Ele esta cobrando mais naturalismo, creio eu, e lembro que vários profissionais de dança consultados a respeito do filme apontaram falhas nos passos de dança da atriz, embora quase todos salientassem que ela deveria ser premiada pelo Oscar por mostrar "a crueldade" que se sofre no meio.

Ora, os profissionais de dança parecem ter mais senso crítico que o tal crítico de cinema a esse respeito. Um desempenho de uma bailarina profissional, impecável em seus passos de dança, traria o aval dos dançarinos e dos críticos de dança, mas não aumentaria em nada o apreço ou o desgosto do grande público pelo filme. O público se deixa envolver pela performance de Portman assim como está, mesmo não entendendo patavinas de balé, graças à magia do cinema. Não é preciso ser um criminoso de verdade para se fazer papel convincente de bandido num filme.
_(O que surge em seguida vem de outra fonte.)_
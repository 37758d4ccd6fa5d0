//! The submitter's user actions. Each one reads the scene once, runs to
//! completion synchronously, and reports any failure to the user through the
//! host before returning.

use camino::Utf8PathBuf;

use crate::assets::{self, AssetReferences};
use crate::bundle::JobBundle;
use crate::config::{SubmissionContext, SubmitterSettings};
use crate::error::{SubmitError, TransportError};
use crate::farm::{
    self, AssetManager, CreateJobRequest, FarmClient, JobAttachmentSettings, ProgressDialog,
    UploadOutcome, UploadRequest,
};
use crate::graph::StepGraph;
use crate::history;
use crate::host::{Host, ParmValue, Severity};
use crate::params;

/// Title of every message the submitter shows.
pub const MESSAGE_TITLE: &str = "Houdini Job Submission";

const FARM_PARM: &str = "farm";
const QUEUE_PARM: &str = "queue";
const REFRESHING: &str = "<refreshing>";

#[derive(Debug, Clone, Copy, PartialEq, Eq)]
pub enum SubmissionState {
    Idle,
    BuildingBundle,
    ResolvingFarmContext,
    Uploading,
    SubmittingJob,
    Done,
    BuildFailed,
    Failed,
}

/// Result of a successful submission.
#[derive(Debug, Clone, PartialEq, Eq)]
pub struct Submitted {
    pub job_id: String,
    pub bundle_dir: Utf8PathBuf,
}

/// Runs submitter actions against one host scene.
#[derive(Debug)]
pub struct Submitter {
    settings: SubmitterSettings,
    state: SubmissionState,
    transitions: Vec<SubmissionState>,
}

impl Submitter {
    pub fn new(settings: SubmitterSettings) -> Self {
        Self {
            settings,
            state: SubmissionState::Idle,
            transitions: Vec::new(),
        }
    }

    pub fn state(&self) -> SubmissionState {
        self.state
    }

    /// Every state entered by the latest action, in order.
    pub fn transitions(&self) -> &[SubmissionState] {
        &self.transitions
    }

    fn transition(&mut self, next: SubmissionState) {
        tracing::debug!(from = ?self.state, to = ?next, "submission state");
        self.state = next;
        self.transitions.push(next);
    }

    /// Ends an action: failures land in `failed` and are shown to the user,
    /// then the submitter goes back to idle.
    fn finish<T, H>(
        &mut self,
        host: &H,
        result: Result<T, SubmitError>,
        failed: SubmissionState,
    ) -> Result<T, SubmitError>
    where
        H: Host + ?Sized,
    {
        match &result {
            Ok(_) => self.transition(SubmissionState::Done),
            Err(err) => {
                self.transition(failed);
                report(host, err);
            }
        }

        self.transition(SubmissionState::Idle);
        result
    }

    /// Compiles the bundle of `rop` into a new job history directory.
    pub fn save_bundle<H>(
        &mut self,
        host: &H,
        rop: &str,
        context: &SubmissionContext,
    ) -> Result<Utf8PathBuf, SubmitError>
    where
        H: Host + ?Sized,
    {
        let _span = tracing::info_span!("save", rop).entered();

        self.transitions.clear();
        self.transition(SubmissionState::BuildingBundle);
        let result = self.build_bundle(host, rop, context).map(|(_, dir)| dir);
        let result = self.finish(host, result, SubmissionState::BuildFailed);

        if let Ok(dir) = &result {
            tracing::info!(%dir, "saved job bundle");
            host.display_message(
                MESSAGE_TITLE,
                &format!("Saved the submission as a job bundle: {dir}"),
                Severity::Message,
            );
        }

        result
    }

    /// Compiles and saves the bundle of `rop`, uploads its assets through
    /// `dialog`, then creates the job. The bundle stays on disk whatever
    /// happens after it was written.
    pub fn submit<H, C, D>(
        &mut self,
        host: &H,
        rop: &str,
        context: &SubmissionContext,
        client: &C,
        dialog: &mut D,
    ) -> Result<Submitted, SubmitError>
    where
        H: Host + ?Sized,
        C: FarmClient + ?Sized,
        D: ProgressDialog + ?Sized,
    {
        let _span = tracing::info_span!("submit", rop).entered();

        self.transitions.clear();
        let result = self.run_submit(host, rop, context, client, dialog);
        let result = self.finish(host, result, SubmissionState::Failed);

        if let Ok(submitted) = &result {
            tracing::info!(job_id = %submitted.job_id, "submitted job");
            host.display_message(
                MESSAGE_TITLE,
                &format!("Submitted job {}", submitted.job_id),
                Severity::Message,
            );
        }

        result
    }

    fn build_bundle<H>(
        &self,
        host: &H,
        rop: &str,
        context: &SubmissionContext,
    ) -> Result<(JobBundle, Utf8PathBuf), SubmitError>
    where
        H: Host + ?Sized,
    {
        let bundle = JobBundle::compile(host, rop, &self.settings)?;
        let dir = history::create_bundle_dir(
            &context.job_history_dir,
            &self.settings.name,
            &bundle.template.name,
            history::today(),
        )?;
        bundle.write(&dir)?;

        Ok((bundle, dir))
    }

    fn run_submit<H, C, D>(
        &mut self,
        host: &H,
        rop: &str,
        context: &SubmissionContext,
        client: &C,
        dialog: &mut D,
    ) -> Result<Submitted, SubmitError>
    where
        H: Host + ?Sized,
        C: FarmClient + ?Sized,
        D: ProgressDialog + ?Sized,
    {
        self.transition(SubmissionState::BuildingBundle);
        let (bundle, bundle_dir) = self.build_bundle(host, rop, context)?;

        self.transition(SubmissionState::ResolvingFarmContext);
        let (farm_id, queue_id) = context.target()?;
        let queue = client
            .get_queue(farm_id, queue_id)
            .map_err(TransportError::Client)?;
        let queue_display_name = farm::string_field(&queue, "get_queue", "displayName")?;
        let attachment_settings: JobAttachmentSettings =
            farm::typed_field(&queue, "get_queue", "jobAttachmentSettings")?;
        let session = client
            .get_queue_user_session(farm_id, queue_id, &queue_display_name)
            .map_err(TransportError::Client)?;

        let manager = AssetManager {
            farm_id: farm_id.to_string(),
            queue_id: queue_id.to_string(),
            settings: attachment_settings,
            session,
        };

        self.transition(SubmissionState::Uploading);
        let request = UploadRequest {
            farm_id: farm_id.to_string(),
            queue_id: queue_id.to_string(),
            storage_profile_id: context.storage_profile_id.clone(),
            bundle_dir: bundle_dir.clone(),
            asset_references: bundle.asset_references.clone(),
            auto_accept: context.auto_accept,
        };
        let attachments = match dialog.upload_attachments(&request, &manager) {
            UploadOutcome::Completed(attachments) => attachments,
            UploadOutcome::Canceled => return Err(TransportError::Canceled.into()),
            UploadOutcome::Failed(message) => return Err(TransportError::Upload(message).into()),
        };

        self.transition(SubmissionState::SubmittingJob);
        let response = client
            .create_job(&CreateJobRequest {
                farm_id,
                queue_id,
                storage_profile_id: context.storage_profile_id.as_deref(),
                template: &bundle.template,
                parameter_values: &bundle.parameter_values,
                attachments: &attachments,
            })
            .map_err(TransportError::Client)?;

        Ok(Submitted {
            job_id: farm::string_field(&response, "create_job", "jobId")?,
            bundle_dir,
        })
    }

    /// Scans the scene for assets and replaces the path lists on `rop` with
    /// the result, for the user to review before submitting.
    pub fn scan_assets<H>(&self, host: &mut H, rop: &str) -> Result<AssetReferences, SubmitError>
    where
        H: Host + ?Sized,
    {
        let _span = tracing::info_span!("scan", rop).entered();

        let result = StepGraph::extract(&*host, rop, &self.settings.submitter_node_types)
            .map_err(SubmitError::from)
            .map(|steps| assets::scan_scene(&*host, rop, &steps, &self.settings));

        match result {
            Ok(refs) => {
                assets::populate_node_lists(host, rop, &refs);
                Ok(refs)
            }
            Err(err) => {
                report(&*host, &err);
                Err(err)
            }
        }
    }

    /// Shows the configured farm and queue on `rop` and caches the queue's
    /// parameter definitions. Both fields are blanked if the refresh fails.
    pub fn refresh_farm<H, C>(
        &self,
        host: &mut H,
        rop: &str,
        context: &SubmissionContext,
        client: &C,
    ) -> Result<(), SubmitError>
    where
        H: Host + ?Sized,
        C: FarmClient + ?Sized,
    {
        let _span = tracing::info_span!("refresh", rop).entered();

        host.set_parm(rop, FARM_PARM, REFRESHING.into());
        host.set_parm(rop, QUEUE_PARM, REFRESHING.into());

        let result = refresh_display_names(host, rop, context, client)
            .and_then(|()| store_queue_parameters(host, rop, context, client));

        if let Err(err) = &result {
            self.clear_farm(host, rop);
            report(&*host, err);
        }
        result
    }

    /// Blanks the farm and queue shown on `rop`.
    pub fn clear_farm<H>(&self, host: &mut H, rop: &str)
    where
        H: Host + ?Sized,
    {
        host.set_parm(rop, FARM_PARM, ParmValue::String(String::new()));
        host.set_parm(rop, QUEUE_PARM, ParmValue::String(String::new()));
    }

    /// Re-caches the queue's parameter definitions on `rop`.
    pub fn update_queue_parameters<H, C>(
        &self,
        host: &mut H,
        rop: &str,
        context: &SubmissionContext,
        client: &C,
    ) -> Result<(), SubmitError>
    where
        H: Host + ?Sized,
        C: FarmClient + ?Sized,
    {
        let _span = tracing::info_span!("queue_parameters", rop).entered();

        let result = store_queue_parameters(host, rop, context, client);
        if let Err(err) = &result {
            report(&*host, err);
        }
        result
    }
}

fn report<H>(host: &H, err: &SubmitError)
where
    H: Host + ?Sized,
{
    tracing::warn!(%err, "submitter action failed");
    host.display_message(MESSAGE_TITLE, &err.to_string(), Severity::Warning);
}

fn refresh_display_names<H, C>(
    host: &mut H,
    rop: &str,
    context: &SubmissionContext,
    client: &C,
) -> Result<(), SubmitError>
where
    H: Host + ?Sized,
    C: FarmClient + ?Sized,
{
    let (farm_id, queue_id) = context.target()?;

    let farm = client.get_farm(farm_id).map_err(TransportError::Client)?;
    let farm_name = farm::string_field(&farm, "get_farm", "displayName")?;
    host.set_parm(rop, FARM_PARM, farm_name.into());

    let queue = client
        .get_queue(farm_id, queue_id)
        .map_err(TransportError::Client)?;
    let queue_name = farm::string_field(&queue, "get_queue", "displayName")?;
    host.set_parm(rop, QUEUE_PARM, queue_name.into());

    Ok(())
}

fn store_queue_parameters<H, C>(
    host: &mut H,
    rop: &str,
    context: &SubmissionContext,
    client: &C,
) -> Result<(), SubmitError>
where
    H: Host + ?Sized,
    C: FarmClient + ?Sized,
{
    let (farm_id, queue_id) = context.target()?;
    let definitions = client
        .queue_parameter_definitions(farm_id, queue_id)
        .map_err(TransportError::Client)?;

    tracing::debug!(count = definitions.len(), "fetched queue parameter definitions");
    params::store_queue_parameter_definitions(host, rop, &definitions)
}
Cabe a um crítico não ignorar a dimensão do trabalho do ator que se baseia na realidade, mas a transcende, e tampouco deve deixar de levar em conta o caráter de ilusão da arte.

segunda-feira, 14 de fevereiro de 2011

Cada terra tem o faraó que merece


30 anos de tirania Mubarak é pinto perto de 40 anos sob o domínio do bigodão...
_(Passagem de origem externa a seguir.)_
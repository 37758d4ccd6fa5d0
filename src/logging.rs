//! Subscriber setup for binaries and hosts embedding the submitter.

use tracing::Level;
use tracing::level_filters::LevelFilter;
use tracing_subscriber::util::{SubscriberInitExt, TryInitError};
use tracing_subscriber::{EnvFilter, fmt, layer::SubscriberExt};

/// Installs a global subscriber logging to stderr at `level`, unless
/// `RUST_LOG` says otherwise. Fails if a subscriber is already installed.
pub fn init(level: Level) -> Result<(), TryInitError> {
    let env_filter = EnvFilter::builder()
        .with_default_directive(LevelFilter::from_level(level).into())
        .from_env_lossy();

    tracing_subscriber::registry()
        .with(env_filter)
        .with(fmt::layer().with_writer(std::io::stderr).with_target(false))
        .try_init()
}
segunda-feira, 7 de fevereiro de 2011

Metamorfose Dançante

Em Cisne Negro, do diretor Darren Aronofsky, as linhas que separam vida e morte, desejo e repressão, sanidade e loucura, arte e realidade, são complexamente embaralhadas, mergulhando o espectador num turvo emaranhado de sentimentos, que vão da angústia crescente ao mais profundo horror.

Isso ocorre porque compartilhamos o mesmo ponto de vista perturbado de Nina (Natalie Portman), uma jovem e talentosa bailarina, com sérios problemas mentais, que são agravados pela pressão exercida pelos demais personagens da trama, principalmente o autoritário coreógrafo (Vincent Cassel) que decide montar sua "renovadora" versão do Lago dos Cisnes e por sua própria mãe (Barbara Hershey), uma ex-bailarina, que usa e abusa do controle sobre sua cria.

O filme poderia ser descrito como uma descida sublime aos infernos ou como uma escalada gloriosamente auto-destrutiva àquele tênue limite que separa a loucura da genialidade.

Natalie Portman está tão esplêndida e tão dividida consigo mesma no filme que deveria ganhar dois Oscars de melhor atriz pelo mesmo papel. Os outros atores do filme estão igualmente espetaculares: a controladora e medonha mãe vivida por Barbara Hershey, a preterida e agressiva bailarina Beth Macintyre (Wynona Ryder), a sensual amiga e principal rival de Nina, Lily (Mila Kunis) e o extraordinário e cruel Cassel, num papel que me faz pensar no produtor de dança igualmente mefistofélico do grande clássico Sapatinhos Vermelhos, de Michael Powell.

Cisne Negro é um filme belo, sinistro, arrebatador e totalmente imperdível.